On 27 February 2007, Tymoshchuk transferred to Zenit Saint Petersburg for a reported €15 million fee. He was soon named as the new captain of the team. Zenit manager Dick Advocaat was very impressed with him, saying, "About Tymoshchuk I can say only good things, and not only the player but also the person. Tymoshchuk – is a professional from head to toes. I never had complaints to him about discipline. While Tymoshchuk and I are at the club, he will be the captain of Zenit."
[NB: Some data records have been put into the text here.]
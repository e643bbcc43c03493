use thiserror::Error;

#[derive(Error, Debug)]
pub enum LedgerError {
    #[error("Validation failed: {0}")]
    Validation(String),

    #[error("Amount must be positive, got {0}")]
    InvalidAmount(f64),

    #[error("{entity} '{id}' not found")]
    NotFound { entity: &'static str, id: String },

    #[error("Forbidden: {0}")]
    Forbidden(String),

    #[error("Investment '{0}' is not active")]
    InvestmentNotActive(String),

    #[error("Nothing to collect for investment '{0}' yet")]
    NothingToCollect(String),

    #[error("Insufficient funds: needed {needed:.2}, available {available:.2}")]
    InsufficientFunds { needed: f64, available: f64 },

    #[error("User '{0}' has not met the agent eligibility requirements")]
    NotEligible(String),

    #[error("Database error: {0}")]
    Persistence(#[from] rusqlite::Error),

    #[error("Serialization error: {0}")]
    Serialization(#[from] serde_json::Error),

    #[error(transparent)]
    Other(#[from] anyhow::Error),
}

impl LedgerError {
    pub fn not_found(entity: &'static str, id: impl Into<String>) -> Self {
        Self::NotFound { entity, id: id.into() }
    }

    /// Stable machine-readable code surfaced to callers alongside the message.
    pub fn code(&self) -> &'static str {
        match self {
            Self::Validation(_) | Self::InvalidAmount(_) => "VALIDATION_ERROR",
            Self::NotFound { .. } => "NOT_FOUND",
            Self::Forbidden(_) => "FORBIDDEN",
            Self::InvestmentNotActive(_) => "INVESTMENT_NOT_ACTIVE",
            Self::NothingToCollect(_) => "NOTHING_TO_COLLECT",
            Self::InsufficientFunds { .. } => "INSUFFICIENT_FUNDS",
            Self::NotEligible(_) => "NOT_ELIGIBLE",
            Self::Persistence(_) | Self::Serialization(_) | Self::Other(_) => {
                "PERSISTENCE_FAILURE"
            }
        }
    }
}

pub type LedgerResult<T> = Result<T, LedgerError>;
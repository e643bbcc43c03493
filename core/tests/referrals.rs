//! Referral commissions on approved deposits and collected income.

use chrono::{TimeZone, Utc};
use minevest_core::{
    clock::ManualClock,
    engine::LedgerEngine,
    model::{CommissionType, UserAccount},
    types::Pool,
};
use std::sync::Arc;

fn setup() -> (LedgerEngine, Arc<ManualClock>, UserAccount) {
    let _ = env_logger::builder().is_test(true).try_init();
    let clock = Arc::new(ManualClock::new(
        Utc.with_ymd_and_hms(2026, 3, 2, 8, 0, 0).unwrap(),
    ));
    let mut engine = LedgerEngine::build_test(clock.clone()).expect("engine");
    let admin = engine.bootstrap_admin("Ops Admin").expect("admin");
    (engine, clock, admin)
}

/// top <- mid <- low <- investor
fn chain(engine: &mut LedgerEngine) -> [UserAccount; 4] {
    let top = engine.register_user("Top", None).unwrap();
    let mid = engine.register_user("Mid", Some(&top.referral_code)).unwrap();
    let low = engine.register_user("Low", Some(&mid.referral_code)).unwrap();
    let investor = engine
        .register_user("Investor", Some(&low.referral_code))
        .unwrap();
    [top, mid, low, investor]
}

fn spendable(engine: &LedgerEngine, user: &UserAccount) -> f64 {
    engine.user(&user.id).unwrap().balance
}

#[test]
fn approved_deposit_pays_only_the_direct_referrer() {
    let (mut engine, _clock, admin) = setup();
    let [top, mid, low, investor] = chain(&mut engine);

    let deposit = engine
        .request_deposit(&investor.id, 1000.0, "easypaisa")
        .unwrap();
    engine.approve_deposit(&admin.id, &deposit.id).unwrap();

    assert_eq!(spendable(&engine, &investor), 1000.0);
    assert_eq!(spendable(&engine, &low), 50.0);
    assert_eq!(spendable(&engine, &mid), 0.0);
    assert_eq!(spendable(&engine, &top), 0.0);

    let rows = engine.store.commissions_for_referrer(&low.id).unwrap();
    assert_eq!(rows.len(), 1);
    assert_eq!(rows[0].commission_type, CommissionType::Deposit);
    assert_eq!(rows[0].level, 1);
    assert_eq!(rows[0].referred_user_id, investor.id);
    assert_eq!(rows[0].source_id.as_deref(), Some(deposit.id.as_str()));
}

#[test]
fn daily_income_pays_three_levels_off_the_same_base() {
    let (mut engine, clock, admin) = setup();
    let [top, mid, low, investor] = chain(&mut engine);
    let plan = engine
        .create_plan(&admin.id, "Starter Rig", 7, 14.0, true, 500.0, None)
        .unwrap();
    engine
        .credit_balance(&investor.id, Pool::Spendable, 5000.0)
        .unwrap();
    let inv = engine
        .purchase_investment(&investor.id, &plan.id, 5000.0)
        .unwrap();

    clock.advance_days(1);
    let receipt = engine.collect_daily_income(&inv.id, &investor.id).unwrap();
    assert_eq!(receipt.amount_credited, 100.0);

    assert_eq!(spendable(&engine, &low), 5.0);
    assert_eq!(spendable(&engine, &mid), 3.0);
    assert_eq!(spendable(&engine, &top), 2.0);

    assert_eq!(
        engine
            .store
            .commission_total(&mid.id, CommissionType::Earning)
            .unwrap(),
        3.0
    );
    assert_eq!(engine.events_of_type("commission_paid").unwrap().len(), 3);
}

#[test]
fn short_chain_pays_fewer_levels() {
    let (mut engine, clock, admin) = setup();
    let top = engine.register_user("Top", None).unwrap();
    let investor = engine
        .register_user("Investor", Some(&top.referral_code))
        .unwrap();
    let plan = engine
        .create_plan(&admin.id, "Starter Rig", 7, 14.0, true, 500.0, None)
        .unwrap();
    engine
        .credit_balance(&investor.id, Pool::Spendable, 5000.0)
        .unwrap();
    let inv = engine
        .purchase_investment(&investor.id, &plan.id, 5000.0)
        .unwrap();

    clock.advance_days(2);
    engine.collect_daily_income(&inv.id, &investor.id).unwrap();

    assert_eq!(spendable(&engine, &top), 10.0);
    assert_eq!(engine.store.row_count("referral_commissions").unwrap(), 1);
}

#[test]
fn user_without_referrer_generates_no_commission() {
    let (mut engine, _clock, admin) = setup();
    let loner = engine.register_user("Loner", None).unwrap();
    let deposit = engine.request_deposit(&loner.id, 800.0, "jazzcash").unwrap();
    engine.approve_deposit(&admin.id, &deposit.id).unwrap();

    assert_eq!(spendable(&engine, &loner), 800.0);
    assert_eq!(engine.store.row_count("referral_commissions").unwrap(), 0);
}

#[test]
fn unknown_referral_code_is_rejected_at_signup() {
    let (mut engine, _clock, _admin) = setup();
    let before = engine.store.row_count("user_profiles").unwrap();
    let err = engine.register_user("Nobody", Some("ZZZZZZZZ")).unwrap_err();
    assert_eq!(err.code(), "VALIDATION_ERROR");
    assert_eq!(engine.store.row_count("user_profiles").unwrap(), before);
}

#[test]
fn odd_amounts_round_each_commission_to_the_paisa() {
    let (mut engine, _clock, admin) = setup();
    let [_top, _mid, low, investor] = chain(&mut engine);
    let deposit = engine
        .request_deposit(&investor.id, 123.45, "bank_transfer")
        .unwrap();
    engine.approve_deposit(&admin.id, &deposit.id).unwrap();
    // 5% of 123.45 = 6.1725
    assert_eq!(spendable(&engine, &low), 6.17);
}
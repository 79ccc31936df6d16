//! Metrics collection and export for object pools

use std::collections::HashMap;
use std::sync::atomic::{AtomicUsize, Ordering};

/// Metrics data for a pool
///
/// # Examples
///
/// ```
/// use recycling_pool::ObjectPool;
///
/// let pool = ObjectPool::new(|s: &mut String| { s.clear(); Ok(()) }, 3).unwrap();
///
/// {
///     let _obj = pool.acquire().unwrap();
///     let metrics = pool.get_metrics();
///     assert_eq!(metrics.total_acquired, 1);
///     assert_eq!(metrics.total_created, 1);
///     assert_eq!(metrics.checked_out_objects, 1);
/// }
/// ```
#[derive(Debug, Clone)]
#[cfg_attr(feature = "serde", derive(serde::Serialize))]
pub struct PoolMetrics {
    /// Total successful acquires
    pub total_acquired: usize,

    /// Total objects reset and put back
    pub total_released: usize,

    /// Total objects constructed by the pool
    pub total_created: usize,

    /// Number of acquires rejected because the pool was at capacity
    pub exhausted_events: usize,

    /// Resets that failed, discarding the object
    pub cleanup_failures: usize,

    /// Releases rejected because the object was not checked out here
    pub invalid_releases: usize,

    /// Objects currently checked out
    pub checked_out_objects: usize,

    /// Objects currently ready to hand out
    pub available_objects: usize,

    /// Objects removed from the pool for good
    pub lost_objects: usize,

    /// Checked-out share of capacity (0.0 to 1.0)
    pub utilization: f64,

    /// Maximum pool capacity
    pub max_capacity: usize,
}

impl PoolMetrics {
    /// Export metrics as a HashMap
    pub fn export(&self) -> HashMap<String, String> {
        let mut metrics = HashMap::new();
        metrics.insert("total_acquired".to_string(), self.total_acquired.to_string());
        metrics.insert("total_released".to_string(), self.total_released.to_string());
        metrics.insert("total_created".to_string(), self.total_created.to_string());
        metrics.insert("exhausted_events".to_string(), self.exhausted_events.to_string());
        metrics.insert("cleanup_failures".to_string(), self.cleanup_failures.to_string());
        metrics.insert("invalid_releases".to_string(), self.invalid_releases.to_string());
        metrics.insert("checked_out_objects".to_string(), self.checked_out_objects.to_string());
        metrics.insert("available_objects".to_string(), self.available_objects.to_string());
        metrics.insert("lost_objects".to_string(), self.lost_objects.to_string());
        metrics.insert("utilization".to_string(), format!("{:.2}", self.utilization));
        metrics.insert("max_capacity".to_string(), self.max_capacity.to_string());
        metrics
    }
}

/// Metrics exporter for Prometheus format
#[cfg(feature = "metrics")]
pub struct MetricsExporter;

#[cfg(feature = "metrics")]
impl MetricsExporter {
    /// Export metrics in Prometheus exposition format
    ///
    /// # Examples
    ///
    /// ```
    /// use recycling_pool::ObjectPool;
    /// use std::collections::HashMap;
    ///
    /// let pool = ObjectPool::new(|v: &mut Vec<u8>| { v.clear(); Ok(()) }, 3).unwrap();
    ///
    /// let mut tags = HashMap::new();
    /// tags.insert("service".to_string(), "api".to_string());
    ///
    /// let output = pool.export_metrics_prometheus("buffers", Some(&tags)).unwrap();
    /// assert!(output.contains("objectpool_objects_checked_out"));
    /// assert!(output.contains("service=\"api\""));
    /// ```
    pub fn export_prometheus(
        metrics: &PoolMetrics,
        pool_name: &str,
        tags: Option<&HashMap<String, String>>,
    ) -> prometheus::Result<String> {
        use prometheus::{Encoder, Gauge, IntCounter, IntGauge, Opts, Registry, TextEncoder};

        let registry = Registry::new();
        let opts = |name: &str, help: &str| {
            let mut opts = Opts::new(name, help).const_label("pool", pool_name);
            if let Some(tags) = tags {
                for (key, value) in tags {
                    opts = opts.const_label(key.as_str(), value.as_str());
                }
            }
            opts
        };

        // Gauge metrics
        let gauges = [
            ("objectpool_objects_checked_out", "Current checked-out objects", metrics.checked_out_objects),
            ("objectpool_objects_available", "Current available objects", metrics.available_objects),
            ("objectpool_objects_lost", "Objects discarded from the pool", metrics.lost_objects),
            ("objectpool_capacity", "Maximum pool capacity", metrics.max_capacity),
        ];
        for (name, help, value) in gauges {
            let gauge = IntGauge::with_opts(opts(name, help))?;
            gauge.set(value as i64);
            registry.register(Box::new(gauge))?;
        }

        let utilization = Gauge::with_opts(opts("objectpool_utilization", "Pool utilization ratio"))?;
        utilization.set(metrics.utilization);
        registry.register(Box::new(utilization))?;

        // Counter metrics
        let counters = [
            ("objectpool_objects_acquired_total", "Total objects acquired", metrics.total_acquired),
            ("objectpool_objects_released_total", "Total objects released", metrics.total_released),
            ("objectpool_objects_created_total", "Total objects created", metrics.total_created),
            ("objectpool_events_exhausted_total", "Pool exhausted events", metrics.exhausted_events),
            ("objectpool_cleanup_failures_total", "Failed resets", metrics.cleanup_failures),
            ("objectpool_invalid_releases_total", "Rejected releases", metrics.invalid_releases),
        ];
        for (name, help, value) in counters {
            let counter = IntCounter::with_opts(opts(name, help))?;
            counter.inc_by(value as u64);
            registry.register(Box::new(counter))?;
        }

        let mut buffer = Vec::new();
        TextEncoder::new().encode(&registry.gather(), &mut buffer)?;
        String::from_utf8(buffer).map_err(|e| prometheus::Error::Msg(e.to_string()))
    }
}

/// Internal metrics tracker
pub(crate) struct MetricsTracker {
    pub total_acquired: AtomicUsize,
    pub total_released: AtomicUsize,
    pub total_created: AtomicUsize,
    pub exhausted_events: AtomicUsize,
    pub cleanup_failures: AtomicUsize,
    pub invalid_releases: AtomicUsize,
}

impl MetricsTracker {
    pub fn new() -> Self {
        Self {
            total_acquired: AtomicUsize::new(0),
            total_released: AtomicUsize::new(0),
            total_created: AtomicUsize::new(0),
            exhausted_events: AtomicUsize::new(0),
            cleanup_failures: AtomicUsize::new(0),
            invalid_releases: AtomicUsize::new(0),
        }
    }

    pub fn record(counter: &AtomicUsize) {
        counter.fetch_add(1, Ordering::Relaxed);
    }

    pub fn get_metrics(
        &self,
        checked_out: usize,
        available: usize,
        lost: usize,
        capacity: usize,
    ) -> PoolMetrics {
        let utilization = if capacity > 0 {
            checked_out as f64 / capacity as f64
        } else {
            0.0
        };

        PoolMetrics {
            total_acquired: self.total_acquired.load(Ordering::Relaxed),
            total_released: self.total_released.load(Ordering::Relaxed),
            total_created: self.total_created.load(Ordering::Relaxed),
            exhausted_events: self.exhausted_events.load(Ordering::Relaxed),
            cleanup_failures: self.cleanup_failures.load(Ordering::Relaxed),
            invalid_releases: self.invalid_releases.load(Ordering::Relaxed),
            checked_out_objects: checked_out,
            available_objects: available,
            lost_objects: lost,
            utilization,
            max_capacity: capacity,
        }
    }
}

impl Default for MetricsTracker {
    fn default() -> Self {
        Self::new()
    }
}
// recycling_pool demo binary
// The library lives in lib.rs. Run the demos with: cargo run --example basic

use recycling_pool::ObjectPool;
use tracing_subscriber::EnvFilter;

fn main() {
    tracing_subscriber::fmt()
        .with_env_filter(EnvFilter::from_default_env())
        .init();

    println!("=== recycling_pool ===");
    println!("See demos/ directory for usage examples");
    println!("Run: cargo run --example basic");
    println!();

    println!("Quick Demo:");
    let pool = match ObjectPool::new(
        |buf: &mut Vec<u8>| {
            buf.clear();
            Ok(())
        },
        2,
    ) {
        Ok(pool) => pool,
        Err(err) => {
            eprintln!("  Could not create pool: {}", err);
            return;
        }
    };

    {
        match pool.acquire() {
            Ok(mut obj) => {
                obj.extend_from_slice(b"hello");
                println!("  Got object {} holding {} bytes", obj.id(), obj.len());
            }
            Err(err) => println!("  Acquire failed: {}", err),
        }
    }

    println!("  Size after return: {}", pool.size());
    println!("  Available after return: {}", pool.available_count());
}
#[cfg(test)]
mod tests {
    use super::*;
    use std::sync::atomic::{AtomicUsize, Ordering};

    #[derive(Default)]
    struct Buffer {
        data: Vec<u8>,
        dirty: bool,
    }

    fn clear_buffer(buf: &mut Buffer) -> Result<(), BoxError> {
        buf.data.clear();
        buf.dirty = false;
        Ok(())
    }

    #[test]
    fn test_missing_reset_is_rejected() {
        let result = ObjectPool::<Buffer>::with_config(PoolConfiguration::new());
        assert!(matches!(result, Err(PoolError::InvalidConfiguration(_))));
    }

    #[test]
    fn test_objects_created_lazily() {
        let pool = ObjectPool::new(clear_buffer, 4).unwrap();
        assert_eq!(pool.size(), 0);

        let obj = pool.acquire().unwrap();
        assert_eq!(pool.size(), 1);
        assert_eq!(pool.checked_out_count(), 1);
        drop(obj);

        assert_eq!(pool.size(), 1);
        assert_eq!(pool.available_count(), 1);
    }

    #[test]
    fn test_exhausted_after_capacity_acquires() {
        let pool = ObjectPool::new(clear_buffer, 3).unwrap();
        let held: Vec<_> = (0..3).map(|_| pool.acquire().unwrap()).collect();

        assert!(matches!(
            pool.acquire(),
            Err(PoolError::PoolExhausted { capacity: 3 })
        ));
        assert!(pool.try_acquire().is_none());
        assert_eq!(pool.size(), 3);
        drop(held);
    }

    #[test]
    fn test_zero_capacity_is_always_exhausted() {
        let pool = ObjectPool::new(clear_buffer, 0).unwrap();
        assert!(matches!(pool.acquire(), Err(PoolError::PoolExhausted { .. })));
        assert_eq!(pool.size(), 0);
    }

    #[test]
    fn test_reset_runs_before_reuse() {
        let pool = ObjectPool::new(clear_buffer, 1).unwrap();

        let mut obj = pool.acquire().unwrap();
        obj.data.extend_from_slice(b"payload");
        obj.dirty = true;
        pool.release(obj).unwrap();

        let obj = pool.acquire().unwrap();
        assert!(obj.data.is_empty());
        assert!(!obj.dirty);
    }

    #[test]
    fn test_reset_runs_once_per_release() {
        let calls = Arc::new(AtomicUsize::new(0));
        let counter = Arc::clone(&calls);
        let pool = ObjectPool::new(
            move |_: &mut Buffer| {
                counter.fetch_add(1, Ordering::SeqCst);
                Ok(())
            },
            2,
        )
        .unwrap();

        let a = pool.acquire().unwrap();
        pool.release(a).unwrap();
        let b = pool.acquire().unwrap();
        drop(b);

        assert_eq!(calls.load(Ordering::SeqCst), 2);
    }

    #[test]
    fn test_capacity_two_scenario() {
        let pool = ObjectPool::new(clear_buffer, 2).unwrap();

        let a = pool.acquire().unwrap();
        let b = pool.acquire().unwrap();
        assert_ne!(a.id(), b.id());
        assert!(matches!(pool.acquire(), Err(PoolError::PoolExhausted { .. })));

        let a_id = a.id();
        pool.release(a).unwrap();
        assert_eq!(pool.size(), 2);

        let again = pool.acquire().unwrap();
        assert_eq!(again.id(), a_id);
        assert_eq!(pool.size(), 2);
        drop(b);
    }

    #[test]
    fn test_available_is_fifo() {
        let pool = ObjectPool::new(clear_buffer, 3).unwrap();
        let a = pool.acquire().unwrap();
        let b = pool.acquire().unwrap();
        let (a_id, b_id) = (a.id(), b.id());

        pool.release(b).unwrap();
        pool.release(a).unwrap();

        let first = pool.acquire().unwrap();
        let second = pool.acquire().unwrap();
        assert_eq!(first.id(), b_id);
        assert_eq!(second.id(), a_id);
    }

    #[test]
    fn test_failed_reset_loses_object() {
        let pool = ObjectPool::new(
            |buf: &mut Buffer| {
                if buf.dirty {
                    return Err("buffer is corrupt".into());
                }
                Ok(())
            },
            2,
        )
        .unwrap();

        let mut bad = pool.acquire().unwrap();
        let good = pool.acquire().unwrap();
        bad.dirty = true;
        let bad_id = bad.id();

        let err = pool.release(bad).unwrap_err();
        assert!(matches!(err, PoolError::CleanupFailed(_)));
        assert_eq!(pool.size(), 1);
        assert_eq!(pool.lost_count(), 1);

        // The lost slot is not handed out again.
        assert!(matches!(pool.acquire(), Err(PoolError::PoolExhausted { .. })));

        pool.release(good).unwrap();
        let next = pool.acquire().unwrap();
        assert_ne!(next.id(), bad_id);
        assert_eq!(pool.get_metrics().cleanup_failures, 1);
    }

    #[test]
    fn test_panicking_reset_is_cleanup_failure() {
        let pool = ObjectPool::new(
            |_: &mut Buffer| -> Result<(), BoxError> { panic!("reset exploded") },
            1,
        )
        .unwrap();

        let obj = pool.acquire().unwrap();
        let err = pool.release(obj).unwrap_err();
        assert!(err.to_string().contains("reset exploded"));
        assert_eq!(pool.size(), 0);
        assert_eq!(pool.checked_out_count(), 0);
    }

    #[test]
    fn test_release_to_wrong_pool() {
        let pool = ObjectPool::new(clear_buffer, 2).unwrap();
        let other = ObjectPool::new(clear_buffer, 2).unwrap();

        let foreign = other.acquire().unwrap();
        assert!(matches!(pool.release(foreign), Err(PoolError::InvalidRelease)));
        assert_eq!(pool.size(), 0);
        assert_eq!(pool.get_metrics().invalid_releases, 1);

        // The rejected handle went back to its own pool when dropped.
        assert_eq!(other.available_count(), 1);
        assert_eq!(other.checked_out_count(), 0);
    }

    #[test]
    fn test_detach_removes_object() {
        let pool = ObjectPool::new(clear_buffer, 2).unwrap();
        let mut obj = pool.acquire().unwrap();
        obj.data.push(1);

        let owned = obj.detach();
        assert_eq!(owned.data, vec![1]);
        assert_eq!(pool.size(), 0);
        assert_eq!(pool.lost_count(), 1);
    }

    #[test]
    fn test_clones_share_state() {
        let pool = ObjectPool::new(clear_buffer, 1).unwrap();
        let clone = pool.clone();

        let obj = pool.acquire().unwrap();
        assert!(clone.try_acquire().is_none());
        clone.release(obj).unwrap();
        assert_eq!(pool.available_count(), 1);
    }

    #[test]
    fn test_acquire_blocking_times_out() {
        let config = PoolConfiguration::new()
            .with_max_pool_size(1)
            .with_reset(clear_buffer)
            .with_timeout(Duration::from_millis(30))
            .with_retry_interval(Duration::from_millis(5));
        let pool = ObjectPool::with_config(config).unwrap();

        let _held = pool.acquire().unwrap();
        assert!(matches!(pool.acquire_blocking(), Err(PoolError::Timeout(_))));
    }

    #[tokio::test]
    async fn test_async_acquire() {
        let pool = ObjectPool::new(clear_buffer, 1).unwrap();

        let obj = pool.acquire_async().await.unwrap();
        let id = obj.id();
        drop(obj);

        let obj = pool.acquire_async().await.unwrap();
        assert_eq!(obj.id(), id);
    }

    #[tokio::test]
    async fn test_async_acquire_waits_for_release() {
        let config = PoolConfiguration::new()
            .with_max_pool_size(1)
            .with_reset(clear_buffer)
            .with_timeout(Duration::from_secs(5))
            .with_retry_interval(Duration::from_millis(5));
        let pool = ObjectPool::with_config(config).unwrap();

        let held = pool.acquire().unwrap();
        let releaser = pool.clone();
        tokio::spawn(async move {
            tokio::time::sleep(Duration::from_millis(20)).await;
            releaser.release(held).unwrap();
        });

        let obj = pool.acquire_async().await.unwrap();
        assert_eq!(pool.checked_out_count(), 1);
        drop(obj);
    }

    #[tokio::test]
    async fn test_async_acquire_times_out() {
        let config = PoolConfiguration::new()
            .with_max_pool_size(0)
            .with_reset(clear_buffer)
            .with_timeout(Duration::from_millis(20));
        let pool = ObjectPool::with_config(config).unwrap();

        assert!(pool.try_acquire_async().await.is_none());
    }
}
His first season at the club ended in success, with Zenit winning the Russian Premier League title for the first time in club history and the club's first league title since its 1984 Soviet Top League triumph. At the end of the season, Tymoshchuk was included in the annual list of the best 33 players of the Premier League, and was also voted as league player of the year by popular sports magazine Sport-Express.

After Zenit won the championship, astronaut Yuri Malenchenko—known as a fan of the team—waved Zenit shirt with Tymoshchuk's name on it while in space. In so doing, Zenit became the first team to have its uniform shown in space.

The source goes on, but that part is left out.